[Saved data entries]
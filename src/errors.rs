//! Error types for flowpulse

use thiserror::Error;

/// Main error type for flowpulse
#[derive(Error, Debug)]
pub enum FlowpulseError {
    #[error("Request error: {0}")]
    Request(#[from] reqwest::Error),

    #[error("IO error: {0}")]
    Io(#[from] std::io::Error),

    #[error("JSON error: {0}")]
    Json(#[from] serde_json::Error),

    /// Malformed or empty diagram text
    #[error("Parse error: {0}")]
    Parse(String),

    #[error("Config error: {0}")]
    Config(String),

    /// Missing client credentials or a rejected token request
    #[error("Authentication error: {0}")]
    Auth(String),

    #[error("Timeout after {0:.1} seconds")]
    Timeout(f64),

    #[error("Invalid argument: {0}")]
    Argument(String),

    /// Engine-level fault not attributable to a single step
    #[error("Pipeline error: {0}")]
    Pipeline(String),
}

impl FlowpulseError {
    /// Map a transport error, keeping timeouts distinct from other failures
    pub fn from_transport(err: reqwest::Error, timeout: std::time::Duration) -> Self {
        if err.is_timeout() {
            FlowpulseError::Timeout(timeout.as_secs_f64())
        } else {
            FlowpulseError::Request(err)
        }
    }
}

pub type Result<T> = std::result::Result<T, FlowpulseError>;
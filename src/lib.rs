//! flowpulse library interface
//!
//! Turns BPMN or sequence diagrams into ordered API calls and runs them
//! against a live service, validating each response.
//!
//! # Module Organization
//!
//! - [`process`] - Diagram parsing into a [`process::ProcessDefinition`]
//! - [`mapping`] - Logical to real endpoint paths
//! - [`auth`] - OAuth2 client-credentials tokens
//! - [`schema`] / [`validation`] - Endpoint descriptors and response checks
//! - [`testdata`] - Request body generation
//! - [`pipeline`] - The execution engine and its reports
//! - [`errors`] - Error types (FlowpulseError, Result)
//! - [`status`] - Exit status codes (ExitStatus)
//! - [`core`] - Command-line orchestration

pub mod auth;
pub mod cli;
pub mod config;
pub mod core;
pub mod errors;
pub mod http;
pub mod logging;
pub mod mapping;
pub mod output;
pub mod pipeline;
pub mod process;
pub mod schema;
pub mod status;
pub mod testdata;
pub mod validation;
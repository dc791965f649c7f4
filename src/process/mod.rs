//! Process definition parsing
//!
//! Two diagram dialects are accepted: BPMN XML and arrow-style sequence
//! diagrams. Both produce the same [`ProcessDefinition`].

pub mod bpmn;
mod model;
pub mod sequence;

pub use model::{ProcessDefinition, Step, StepKind};

use clap::ValueEnum;
use crate::errors::FlowpulseError;

/// Diagram dialect selector
#[derive(Debug, Clone, Copy, Default, PartialEq, Eq, ValueEnum)]
pub enum Dialect {
    /// Detect from content
    #[default]
    Auto,
    /// BPMN 2.0 XML
    Bpmn,
    /// Arrow-style sequence diagram
    Sequence,
}

/// Markup starts with `<`; everything else is treated as an arrow diagram
pub fn detect_dialect(text: &str) -> Dialect {
    match text.trim_start().chars().next() {
        Some('<') => Dialect::Bpmn,
        _ => Dialect::Sequence,
    }
}

fn resolve(text: &str, dialect: Dialect) -> Dialect {
    match dialect {
        Dialect::Auto => detect_dialect(text),
        other => other,
    }
}

/// Parse diagram text into a process definition
pub fn parse_process(
    text: &str,
    name: Option<&str>,
    dialect: Dialect,
) -> Result<ProcessDefinition, FlowpulseError> {
    match resolve(text, dialect) {
        Dialect::Bpmn => bpmn::parse(text, name),
        _ => sequence::parse(text, name),
    }
}

/// Check that diagram text is well-formed without building a definition
pub fn validate_process(text: &str, dialect: Dialect) -> Result<(), FlowpulseError> {
    match resolve(text, dialect) {
        Dialect::Bpmn => bpmn::validate(text),
        _ => sequence::validate(text),
    }
}
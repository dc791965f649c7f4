//! Diagnostic logging to stderr

use tracing_subscriber::{fmt, EnvFilter};

use crate::cli::LogFormat;

/// Default filter directive for a `-v` count
pub fn default_directive(verbose: u8) -> &'static str {
    match verbose {
        0 => "warn",
        1 => "info",
        _ => "debug",
    }
}

/// Install the global subscriber. `RUST_LOG` wins over the verbosity flags.
///
/// Calling this twice is harmless; the second install is ignored.
pub fn init(verbose: u8, format: LogFormat) {
    let filter = EnvFilter::try_from_default_env()
        .unwrap_or_else(|_| EnvFilter::new(format!("flowpulse={}", default_directive(verbose))));

    let builder = fmt()
        .with_env_filter(filter)
        .with_writer(std::io::stderr)
        .with_target(verbose > 1);

    let _ = match format {
        LogFormat::Json => builder.json().try_init(),
        LogFormat::Text => builder.without_time().try_init(),
    };
}
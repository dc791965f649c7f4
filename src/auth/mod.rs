//! Authentication handling
//!
//! - OAuth 2.0 client credentials with a shared token cache
//! - Detection of diagram steps that stand for "obtain a token"

pub mod oauth2;

pub use oauth2::{
    bearer_headers, AuthFlavor, CachedToken, CredentialConfig, CredentialProvider,
    DEFAULT_EXPIRES_IN, EXPIRY_SKEW,
};

use crate::process::Step;

/// Endpoint fragments that mark a token-issuing step
pub const DEFAULT_ENDPOINT_PATTERNS: &[&str] = &["/auth/bank-token", "/auth/token", "/oauth/token"];

/// Lowercase name fragments that mark a token-issuing step
pub const DEFAULT_NAME_PATTERNS: &[&str] = &["authentication", "auth", "аутентификация"];

/// Decides whether a step is served by the credential provider instead of an HTTP call
#[derive(Debug, Clone)]
pub struct AuthStepMatcher {
    endpoint_patterns: Vec<String>,
    name_patterns: Vec<String>,
}

impl Default for AuthStepMatcher {
    fn default() -> Self {
        Self::new(
            DEFAULT_ENDPOINT_PATTERNS.iter().map(|s| s.to_string()).collect(),
            DEFAULT_NAME_PATTERNS.iter().map(|s| s.to_string()).collect(),
        )
    }
}

impl AuthStepMatcher {
    pub fn new(endpoint_patterns: Vec<String>, name_patterns: Vec<String>) -> Self {
        Self {
            endpoint_patterns,
            name_patterns: name_patterns.into_iter().map(|p| p.to_lowercase()).collect(),
        }
    }

    pub fn is_auth_step(&self, step: &Step) -> bool {
        if let Some(endpoint) = step.endpoint.as_deref() {
            if self.endpoint_patterns.iter().any(|p| endpoint.contains(p.as_str())) {
                return true;
            }
        }
        let name = step.name.to_lowercase();
        self.name_patterns.iter().any(|p| name.contains(p.as_str()))
    }
}
use flowpulse::status::ExitStatus;

/// Entry point - returns ExitStatus directly, which implements std::process::Termination.
fn main() -> ExitStatus {
    let args: Vec<String> = std::env::args().collect();
    flowpulse::core::run(args)
}
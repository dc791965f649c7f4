//! Human and machine readable execution output

use crate::output::Painter;
use crate::process::ProcessDefinition;

use super::execution::{Execution, ExecutionStatus, StepStatus};
use super::runner::{join_url, PlannedStep};

const HEAVY_RULE: &str = "═══════════════════════════════════════════════════════════════════";
const LIGHT_RULE: &str = "───────────────────────────────────────────────────────────────────";

/// Longest response body excerpt shown for a failed step
const BODY_EXCERPT_CHARS: usize = 200;

fn excerpt(text: &str) -> String {
    let trimmed = text.trim();
    if trimmed.chars().count() <= BODY_EXCERPT_CHARS {
        trimmed.to_string()
    } else {
        let cut: String = trimmed.chars().take(BODY_EXCERPT_CHARS).collect();
        format!("{}...", cut)
    }
}

/// Boxed summary of an execution
pub fn format_execution_results(execution: &Execution, painter: Painter) -> String {
    let mut output = String::new();
    output.push_str(&format!("\n{}\n", painter.muted(HEAVY_RULE)));
    output.push_str(&format!("{}\n", painter.title("                        EXECUTION RESULTS")));
    output.push_str(&format!("{}\n\n", painter.muted(HEAVY_RULE)));
    output.push_str(&format!(
        "  {} {} {}\n\n",
        painter.label("Process:"),
        execution.process_name,
        painter.muted(&format!("({} mode)", execution.mode))
    ));

    for result in &execution.step_results {
        let icon = match result.status {
            StepStatus::Success => painter.success("✓"),
            StepStatus::ValidationError => painter.warning("!"),
            StepStatus::Failed => painter.error("✗"),
        };
        let method = result.method.map(|m| m.as_str()).unwrap_or("---");
        let code = match result.http_status {
            Some(code) => painter.status(code),
            None => "---".to_string(),
        };

        output.push_str(&format!(
            "  {} Step {}: {} ({} {})\n",
            icon,
            result.order + 1,
            result.step_name,
            painter.method(method),
            code
        ));

        if let Some(ref url) = result.url {
            output.push_str(&format!("      URL: {}\n", url));
        }
        output.push_str(&format!("      Time: {:?}\n", result.duration));

        if let Some(ref error) = result.error {
            output.push_str(&format!("      Error: {}\n", painter.error(error)));
            if let Some(ref body) = result.response_payload {
                if !body.trim().is_empty() {
                    output.push_str(&format!("      Body: {}\n", painter.muted(&excerpt(body))));
                }
            }
        }

        for violation in &result.validation_errors {
            output.push_str(&format!("        {} {}\n", painter.warning("✗"), violation));
        }

        output.push('\n');
    }

    let total = execution.step_results.len();
    let passed = execution.step_results.iter().filter(|r| r.passed()).count();
    let failed = total - passed;

    output.push_str(&format!("{}\n", painter.muted(LIGHT_RULE)));
    output.push_str(&format!(
        "  Total: {} | Passed: {} | Failed: {} | Status: {}\n",
        total,
        passed,
        failed,
        match execution.status {
            ExecutionStatus::Completed => painter.success("COMPLETED"),
            other => painter.error(&other.to_string()),
        }
    ));
    if let Some(duration) = execution.duration() {
        output.push_str(&format!("  Duration: {} ms\n", duration.num_milliseconds()));
    }
    if let Some(ref summary) = execution.error_summary {
        output.push('\n');
        for line in summary.lines() {
            output.push_str(&format!("  {}\n", line));
        }
    }
    output.push_str(&format!("{}\n", painter.muted(HEAVY_RULE)));

    output
}

/// Execution as JSON lines: one `step_result` per step, then an `execution_summary`
pub fn format_execution_json(execution: &Execution) -> String {
    let mut output = String::new();

    for result in &execution.step_results {
        let json = serde_json::json!({
            "level": if result.passed() { "info" } else { "error" },
            "timestamp": chrono::Utc::now().to_rfc3339(),
            "event": "step_result",
            "execution_id": execution.id,
            "step_id": result.step_id,
            "step_name": result.step_name,
            "order": result.order,
            "status": result.status,
            "method": result.method,
            "url": result.url,
            "http_status": result.http_status,
            "duration_ms": result.duration.as_millis() as u64,
            "error": result.error,
            "validation_errors": result.validation_errors,
            "request_payload": result.request_payload,
            "response_payload": result.response_payload,
        });
        output.push_str(&serde_json::to_string(&json).unwrap_or_default());
        output.push('\n');
    }

    let total = execution.step_results.len();
    let passed = execution.step_results.iter().filter(|r| r.passed()).count();

    let summary = serde_json::json!({
        "level": if passed == total && execution.error_summary.is_none() { "info" } else { "error" },
        "timestamp": chrono::Utc::now().to_rfc3339(),
        "event": "execution_summary",
        "execution_id": execution.id,
        "process": execution.process_name,
        "mode": execution.mode,
        "status": execution.status,
        "started_at": execution.started_at,
        "completed_at": execution.completed_at,
        "total": total,
        "passed": passed,
        "failed": total - passed,
        "error_summary": execution.error_summary,
    });
    output.push_str(&serde_json::to_string(&summary).unwrap_or_default());
    output.push('\n');

    output
}

/// Ordered step plan, optionally with resolved URLs
pub fn format_plan(
    process: &ProcessDefinition,
    plan: &[PlannedStep],
    base_url: Option<&str>,
    painter: Painter,
) -> String {
    let mut output = String::new();
    output.push_str(&format!("\n{}\n", painter.muted(HEAVY_RULE)));
    output.push_str(&format!("{}\n", painter.title("                         EXECUTION PLAN")));
    output.push_str(&format!("{}\n\n", painter.muted(HEAVY_RULE)));
    output.push_str(&format!("{} {}\n", painter.label("Process:"), process.name()));
    if let Some(description) = process.description() {
        output.push_str(&format!("  {}\n", painter.muted(description)));
    }
    output.push_str(&format!(
        "\n{} ({} steps):\n",
        painter.label("Execution Order"),
        painter.number(&plan.len().to_string())
    ));
    output.push_str(&format!("{}\n", painter.muted(LIGHT_RULE)));

    for step in plan {
        output.push_str(&format!(
            "\n{}{}{} {} {}\n",
            painter.muted("["),
            painter.number(&(step.order + 1).to_string()),
            painter.muted("]"),
            step.name,
            painter.muted(&format!("({})", step.id))
        ));

        if step.auth {
            output.push_str(&format!("    {}\n", painter.warning("credential request (no API call)")));
            continue;
        }

        match (&step.method, &step.endpoint) {
            (None, None) => {
                output.push_str(&format!("    {}\n", painter.muted("no API call")));
            }
            (method, endpoint) => {
                let method = method.map(|m| m.as_str()).unwrap_or("GET");
                let endpoint = endpoint.as_deref().unwrap_or(crate::schema::UNKNOWN_PATH);
                output.push_str(&format!("    {} {}\n", painter.method(method), endpoint));
                if let Some(resolved) = step.resolved.as_deref() {
                    if let Some(base) = base_url {
                        output.push_str(&format!("    {} {}\n", painter.muted("->"), join_url(base, resolved)));
                    } else if resolved != endpoint {
                        output.push_str(&format!("    {} {}\n", painter.muted("->"), resolved));
                    }
                }
            }
        }
    }

    output.push_str(&format!("\n{}\n", painter.muted(LIGHT_RULE)));
    if base_url.is_some() {
        output.push_str(&format!("{}\n", painter.muted("End of dry run. No requests were sent.")));
    }

    output
}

EXERCISE REQUIREMENTS: Your answer should be all lines from the data that contain "const".

RESPONSE:
pub const DEFAULT_ENDPOINT_PATTERNS: &[&str] = &["/auth/bank-token", "/auth/token", "/oauth/token"];
pub const DEFAULT_NAME_PATTERNS: &[&str] = &["authentication", "auth", "аутентификация"];
const HEAVY_RULE: &str = "═══════════════════════════════════════════════════════════════════";
const LIGHT_RULE: &str = "───────────────────────────────────────────────────────────────────";
const BODY_EXCERPT_CHARS: usize = 200;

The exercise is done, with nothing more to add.